I read between the lines. He wasn’t asking after my day. He wanted to know how I was coping with our separation. “I miss you too, and most of the time, I’m okay. What’s your news?”

“I received a call today, and I wanted to tell you first.”

“Tell me.”

“I was offered a role in Steven Spielberg’s next film.”

“Spielberg?! The Spielberg?!”

Tom’s agent in Los Angeles sent in an audition tape of his for Spielberg’s new project. He then auditioned and met with the legendary director himself, sharing a drink and swapping stories about their history with War Horse.

Breathlessly, I exclaimed genuinely, “Tom, I’m so proud of you! What an amazing opportunity and what a resume booster! So fabulous, really. Amazing! Congratulations!”

Tom sighed into my ear. “Of everyone in my life, I wanted to share the news with you. You would understand.”

“I’m terribly flattered. Terry would get it. I’m so touched that you shared it with me. What has your family said?”

“I haven’t discussed it with them yet. I wanted you to know first.”

“Me?”

“If I’m completely honest, I wanted you to know because… Well… We may not be together, but… you understand this life. You shared your greatest achievement with me.
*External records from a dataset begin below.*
pub mod error;
pub mod observability;

pub use error::{CliError, Result};
pub use observability::LogConfig;
use arena_session_core::{
    ParticipantId, ReplayPlayer, RoomCode, RoomCommand, RoomError, RoomEvent, RoomService,
    RoomSnapshot,
};
use cucumber::World;

#[derive(Debug, World, Default)]
pub struct RoomWorld {
    /// Room service (the system under test)
    pub service: RoomService,

    /// Last event emitted (for assertions)
    pub last_event: Option<RoomEvent>,

    /// Last rejection
    pub last_error: Option<RoomError>,

    /// Playback controller under test
    pub replay: Option<ReplayPlayer>,
}

impl RoomWorld {
    /// Execute a command and store the result
    pub fn execute(&mut self, command: RoomCommand) {
        match self.service.handle_command(command) {
            Ok(event) => {
                self.last_event = Some(event);
                self.last_error = None;
            }
            Err(error) => {
                self.last_event = None;
                self.last_error = Some(error);
            }
        }
    }

    pub fn snapshot(&self, code: &str) -> RoomSnapshot {
        self.service
            .snapshot(&room(code))
            .unwrap_or_else(|e| panic!("Room {code} not readable: {e}"))
    }

    pub fn replay(&mut self) -> &mut ReplayPlayer {
        self.replay.as_mut().expect("No replay started")
    }
}

/// `user7` → participant 7
pub fn participant(name: &str) -> ParticipantId {
    let id = name
        .strip_prefix("user")
        .and_then(|n| n.parse().ok())
        .unwrap_or_else(|| panic!("Participant names look like user<N>, got '{name}'"));
    ParticipantId::new(id)
}

pub fn room(code: &str) -> RoomCode {
    RoomCode::parse(code).unwrap_or_else(|e| panic!("Bad room code '{code}': {e}"))
}

/// Stable name of an error kind, as used in feature files
pub fn error_kind(error: &RoomError) -> &'static str {
    match error {
        RoomError::NotFound(_) => "not_found",
        RoomError::PermissionDenied => "permission_denied",
        RoomError::Conflict(_) => "conflict",
        RoomError::InvalidMove(_) => "invalid_move",
        RoomError::OccupiedCell { .. } => "occupied_cell",
        RoomError::GameOver(_) => "game_over",
        RoomError::GameNotOver(_) => "game_not_over",
        RoomError::NotParticipant(_) => "not_participant",
        RoomError::InvalidRoomCode(_) => "invalid_room_code",
    }
}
In a way, as much as this film is a great achievement, working with Spielberg may be my greatest achievement in this business.”

Everything I wanted to say caught in my throat. I wanted to tell him that we should be together, that I was still in love with him, that I couldn’t help but wait for him. The pride I felt for him was that for the man I loved, not just a friend. “You… you’re so talented, Tom. Well done! When does this all go down?”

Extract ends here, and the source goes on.